Os reflexos da pandemia sobre o forte mercado da equinocultura brasileira, por Orlando Filho
O assunto sobre o novo coronavírus (COVID-19) é a pauta mais importante no momento, com informações e notícias sendo veiculadas a todo tempo, em todos os meios de comunicação e redes sociais. Nas ruas é perceptível como a população está alerta e preocupada acerca do assunto. No âmbito mundial, a nova pandemia se tornou o tópico principal.
Para a economia mundial, é uma doença com número de casos acima do esperado e que afeta vários países e continentes, com grandes impactos, com forte oscilação e indecisão nos investimentos. Evidentemente, que assim como os demais setores, a agropecuária também terá seu desenvolvimento comprometido. Nesse sentido, o segmento da equinocultura brasileira já se depara com os impactos resultantes da chegada do coronavírus (COVID-19) ao País.
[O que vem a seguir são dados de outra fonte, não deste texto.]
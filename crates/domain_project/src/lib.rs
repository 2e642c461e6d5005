//! Project Domain
//!
//! This crate manages projects and the staffing data billing runs on: the
//! team roster with per-member expected daily effort and billing engagement,
//! logged actual effort, and the hours calculators (expected hours, billed
//! hours, velocity) that feed invoice amounts.
//!
//! Monetary computations live in `domain_billing`; this crate stops at hours.

pub mod effort;
pub mod error;
pub mod hours;
pub mod project;
pub mod team;

pub use effort::{EffortEntry, EffortLog};
pub use error::ProjectError;
pub use hours::{expected_hours, expected_hours_for, hours_booked, live_hours_booked, velocity};
pub use project::{Project, ProjectStatus, ProjectType};
pub use team::{Designation, EngagementGroup, TeamMember};
//! Repository implementations for domain entities
//!
//! This module provides concrete repository implementations that handle
//! database access for each aggregate. Repositories encapsulate SQL queries
//! and the row structs they decode into; mapping rows onto domain types is
//! the adapters' job.

pub mod invoices;
pub mod projects;

pub use invoices::InvoiceRepository;
pub use projects::ProjectRepository;
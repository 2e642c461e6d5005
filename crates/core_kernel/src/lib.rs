//! Core Kernel - Foundational types and utilities for the billing system
//!
//! This crate provides the fundamental building blocks used across all domain modules:
//! - Money types with precise decimal arithmetic
//! - Calendar arithmetic for billing periods and working days
//! - Common identifiers and injected settings

pub mod calendar;
pub mod error;
pub mod identifiers;
pub mod money;
pub mod settings;

pub use calendar::{CalendarError, DateRange, Timezone};
pub use error::CoreError;
pub use identifiers::{ClientId, InvoiceId, LedgerEntryId, ProjectId, TeamMemberId, UserId};
pub use money::{round_half_up, Currency, Money, MoneyError, Rate};
pub use settings::BillingSettings;
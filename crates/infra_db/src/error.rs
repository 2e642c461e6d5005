//! Database error types
//!
//! `DatabaseError` classifies everything SQLx can surface into the handful
//! of cases the adapters care about. The `From<sqlx::Error>` impl does the
//! classification, so repositories propagate with `?` and still get typed
//! variants.

use thiserror::Error;

/// Errors that can occur during database operations
#[derive(Debug, Error)]
pub enum DatabaseError {
    /// The server could not be reached or refused the connection
    #[error("Failed to connect to database: {0}")]
    ConnectionFailed(String),

    /// A statement failed for a reason other than the ones below
    #[error("Query failed: {0}")]
    QueryFailed(String),

    /// No row matched the requested entity
    #[error("{entity} with id '{id}' not found")]
    NotFound { entity: &'static str, id: String },

    /// A unique index rejected the write
    #[error("Duplicate entry: {0}")]
    DuplicateEntry(String),

    /// An insert or update referenced a missing row
    #[error("Foreign key violation: {0}")]
    ForeignKeyViolation(String),

    /// A check constraint rejected the write
    #[error("Constraint violation: {0}")]
    ConstraintViolation(String),

    /// No free connection arrived within the acquire timeout
    #[error("Connection pool exhausted")]
    PoolExhausted,
}

impl DatabaseError {
    /// Builds a `NotFound` for one entity and key
    pub fn not_found(entity: &'static str, id: impl std::fmt::Display) -> Self {
        DatabaseError::NotFound {
            entity,
            id: id.to_string(),
        }
    }

    /// True when the error is a missing-row case
    pub fn is_not_found(&self) -> bool {
        matches!(self, DatabaseError::NotFound { .. })
    }

    /// True for unique, foreign key, and check violations
    pub fn is_constraint_violation(&self) -> bool {
        matches!(
            self,
            DatabaseError::DuplicateEntry(_)
                | DatabaseError::ForeignKeyViolation(_)
                | DatabaseError::ConstraintViolation(_)
        )
    }

    /// True when the database itself was unreachable
    pub fn is_connection_error(&self) -> bool {
        matches!(
            self,
            DatabaseError::ConnectionFailed(_) | DatabaseError::PoolExhausted
        )
    }
}

/// Maps SQLx errors onto typed variants by PostgreSQL error code
///
/// https://www.postgresql.org/docs/current/errcodes-appendix.html
impl From<sqlx::Error> for DatabaseError {
    fn from(error: sqlx::Error) -> Self {
        match &error {
            sqlx::Error::RowNotFound => DatabaseError::not_found("Record", "unknown"),
            sqlx::Error::PoolTimedOut => DatabaseError::PoolExhausted,
            sqlx::Error::Io(e) => DatabaseError::ConnectionFailed(e.to_string()),
            sqlx::Error::Database(db_err) => {
                let message = db_err.message().to_string();
                match db_err.code().as_deref() {
                    Some("23505") => DatabaseError::DuplicateEntry(message),
                    Some("23503") => DatabaseError::ForeignKeyViolation(message),
                    Some("23514") => DatabaseError::ConstraintViolation(message),
                    _ => DatabaseError::QueryFailed(message),
                }
            }
            _ => DatabaseError::QueryFailed(error.to_string()),
        }
    }
}

#[cfg(test)]
mod tests {
    use super::*;

    #[test]
    fn test_not_found_carries_entity_and_id() {
        let error = DatabaseError::not_found("Project", "PRJ-123");
        assert!(error.is_not_found());
        assert!(error.to_string().contains("Project"));
        assert!(error.to_string().contains("PRJ-123"));
    }

    #[test]
    fn test_error_category_probes() {
        assert!(DatabaseError::DuplicateEntry("number".into()).is_constraint_violation());
        assert!(DatabaseError::PoolExhausted.is_connection_error());
        assert!(!DatabaseError::QueryFailed("syntax".into()).is_constraint_violation());
    }

    #[test]
    fn test_row_not_found_maps_to_not_found() {
        let error: DatabaseError = sqlx::Error::RowNotFound.into();
        assert!(error.is_not_found());
    }
}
Com um rebanho de equinos, segundo estimativas, que supera 5 milhões de cabeças e que representa um movimento de mais de R$ 16 bilhões ao ano, não há dúvidas de que o agronegócio do cavalo, com sua expressiva participação social e econômica, sentirá as consequências da crise mundial oriunda desta atual pandemia. Vale ressaltar que esses são números divulgados em 2016, baseados em critérios conservadores da Escola Superior de Agricultura Luiz de Queiroz/ Universidade de São Paulo (Esalq/USP). Ou seja, podemos considerar que seriam ainda superiores nos dias atuais.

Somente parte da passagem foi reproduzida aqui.